Dr. Twoot and Twitpocalypse II

Back in mid-October, Twitter warned developers that another integer overflow problem was looming and that they should prepare their code to deal with it. I didn’t heed the warning, and for the past couple of weeks, Dr. Twoot has been behaving strangely. I think I have things fixed now.

The original Twitpocalypse occurred back in 2009, when Twitter’s message ID numbers (the sequential number that uniquely identifies each tweet) first exceeded 231 (2,147,483,648), the largest number a signed 32-bit integer can handle. Several Twitter clients failed back then, but Dr. Twoot handled it with aplomb, because JavaScript uses more than 32 bits.1

But sometime in the past few weeks, the message IDs exceeded JavaScript’s integer limit. Javascript uses a 64-bit floating point representation for all numbers. The mantissa is 53 bits long—52 bits of explicitly stored mantissa plus an implicit leading digit of 1—so the largest integer it can accurately represent is 253 (9,007,199,254,740,992). That’s the number that got rolled over in late November. Here’s a tweet of mine from November 28:

In which I get to the bottom of a longstanding Christmas mystery: http://xrl.us/bh9gtv

9:22 AM Sun Nov 28, 2010

It has an ID of 8,903,561,186,381,824, just before the rollover. Here’s another from later that same day:

I don’t mind the traffic, I don’t mind the crowded stores, but I hate putting up outdoor Christmas lights.

4:33 PM Sun Nov 28, 2010

Its ID is 9,012,004,878,557,184, just after the rollover.

Since that time, Twitter has implemented a new method of generating IDs called Snowflake, which isn’t sequential but does increase with later tweets, so sorting by ID still works as a chronological sort. This is important for Dr. Twoot, because it mixes mentions and the home timeline together and sorts them.

Interestingly, Dr. Twoot didn’t die when Twitpocalypse II2 hit, it just started acting flaky under one particular set of conditions. Dr. Twoot updates every three minutes. If the last tweet in an update was a retweet, and there were no tweets in the three-minute span between that update and the next, that retweet would appear again in the next update. At slack times, the retweet would get repeated several times.

Repeated retweets

I can’t say I know exactly why this happened, but I’m sure it has to do with the interaction of two facts:

  1. The ID of the retweet is larger than that of the original tweet.
  2. All the IDs are getting rounded off in the floating point representation.

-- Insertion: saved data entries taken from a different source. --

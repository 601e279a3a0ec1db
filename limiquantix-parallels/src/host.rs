//! Host capability queries.

use sysinfo::{CpuRefreshKind, RefreshKind, System};

use crate::error::{PrlError, Result};

/// Source of host facts the adapter needs while assembling domains.
pub trait HostInfo: Send + Sync {
    /// Number of logical CPUs on the host.
    fn logical_cpu_count(&self) -> Result<usize>;
}

/// Queries the running system through `sysinfo`.
#[derive(Debug, Default, Clone, Copy)]
pub struct SystemHost;

impl HostInfo for SystemHost {
    fn logical_cpu_count(&self) -> Result<usize> {
        let system = System::new_with_specifics(
            RefreshKind::new().with_cpu(CpuRefreshKind::new()),
        );
        match system.cpus().len() {
            0 => Err(PrlError::HostQuery("no logical CPUs reported".to_string())),
            n => Ok(n),
        }
    }
}

/// Fixed CPU count, for tests and for hosts where detection is overridden.
#[derive(Debug, Clone, Copy)]
pub struct FixedHost(pub usize);

impl HostInfo for FixedHost {
    fn logical_cpu_count(&self) -> Result<usize> {
        Ok(self.0)
    }
}
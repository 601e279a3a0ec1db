//! # limiquantix Parallels
//!
//! Adapter between the Parallels Virtualization SDK and the limiquantix
//! domain registry.
//!
//! The vendor SDK exposes opaque, reference-counted handles and runs every
//! operation as an asynchronous job. This crate wraps that model:
//! - **Handles** are owned by [`Handle`] guards and released on every path
//! - **Jobs** run through [`JobRunner`], which decodes both fault channels
//!   into one [`Fault`]
//! - **Domains** are assembled completely before they enter the
//!   [`DomainRegistry`], and refreshed in place under the record's lock
//!
//! ## Architecture
//!
//! ```text
//! ┌─────────────────────────────────────────┐
//! │            ParallelsDriver              │
//! │  (load_domains, add_domain, refresh)    │
//! └─────────────────────┬───────────────────┘
//!                       │
//!         ┌─────────────┴─────────────┐
//!         ▼                           ▼
//! ┌───────────────────┐     ┌───────────────────┐
//! │    Connection     │     │  DomainRegistry   │
//! │ (JobRunner, host) │     │ (locked records)  │
//! └─────────┬─────────┘     └───────────────────┘
//!           ▼
//! ┌───────────────────┐
//! │     dyn Sdk       │
//! │ (vendor or mock)  │
//! └───────────────────┘
//! ```
//!
//! ## Usage
//!
//! ```rust,ignore
//! use std::sync::Arc;
//! use limiquantix_parallels::{Connection, ConnectionConfig, MockSdk, ParallelsDriver, SystemHost};
//!
//! let conn = Connection::open(Arc::new(MockSdk::new()), Arc::new(SystemHost), &ConnectionConfig::default())?;
//! let driver = ParallelsDriver::new(conn);
//! driver.load_domains()?;
//! for uuid in driver.domains().uuids() {
//!     let dom = driver.lookup_by_uuid(&uuid)?;
//!     println!("{} {}", dom.name(), dom.lifecycle);
//! }
//! ```

pub mod connection;
pub mod cpumask;
pub mod driver;
pub mod error;
pub mod handle;
pub mod hardware;
pub mod host;
pub mod job;
pub mod mock;
pub mod registry;
pub mod sdk;
pub mod state;
pub mod types;
pub mod uuid_text;

pub use connection::{Connection, ConnectionConfig};
pub use cpumask::CpuMask;
pub use driver::ParallelsDriver;
pub use error::{PrlError, Result};
pub use handle::Handle;
pub use host::{FixedHost, HostInfo, SystemHost};
pub use job::{Fault, FaultInfo, JobRunner};
pub use mock::MockSdk;
pub use registry::{DomainObject, DomainRegistry, LockedDomain, PrivateData};
pub use sdk::{RawHandle, ResultCode, Sdk, SdkResult};
pub use types::*;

I lived with the repeated retweets for a while, but eventually decided enough was enough and implemented the changes recommended by Twitter. All references in the code to a message’s id property have been changed to id_str, a string that contains the message ID. The biggest change was in the sorting. I could no longer use a numerical sort of the IDs (because they weren’t numbers anymore), and I couldn’t do a string sort, either, because there was no guarantee that the ID strings would all be the same length. So I wrote a comparison function that accounted for that possibility:

54:  // Compare two numeric string, returning -1, 0, or 1. To be used for sorting message IDs.
55:  // We can't just subract one ID from the other because the ID numbers have grown
56:  // beyond JavaScripts's ability to parse them. So we have to do a string comparison
57:  // that accounts for the possibility that the strings are of different length.
58:  function cmpID (a, b) {
59:    if (a.length < b.length) return -1;
60:    else if (a.length > b.length) return 1;
61:    else return a.localeCompare(b);
62:  }

The new and improved Dr. Twoot seems to be working fine now. All the code can be found in its GitHub repository.

Update 12/24/10
Sharp-eyed readers will see a couple of off-by-one errors in the post. The largest number that can be represented by n bits is 2n - 1, not 2n. The reason is zero. For example, three bits can represent eight numbers, but the numbers are 0, 1, 2, 3, 4, 5, 6, and 7. Eight doesn’t make the cut because zero pushes it out. When I’m just trying to figure out the order of magnitude, I don’t bother subtracting the one; but when I give a precise value, as I did in the post, I should.

If you spotted the mistake, reward yourself with an extra holiday cookie.

  1. In my post about why Dr. Twoot survived the first Twitpocalypse, I said it was because Dr. Twoot treated IDs as strings instead of integers. That was both wrong and a bit of foreshadowing for Dr. Twoot’s recent problems. 

  2. It took every bit of inner strength I could muster to avoid adding “Electric Boogaloo” to the title of this post. I hope you appreciate it.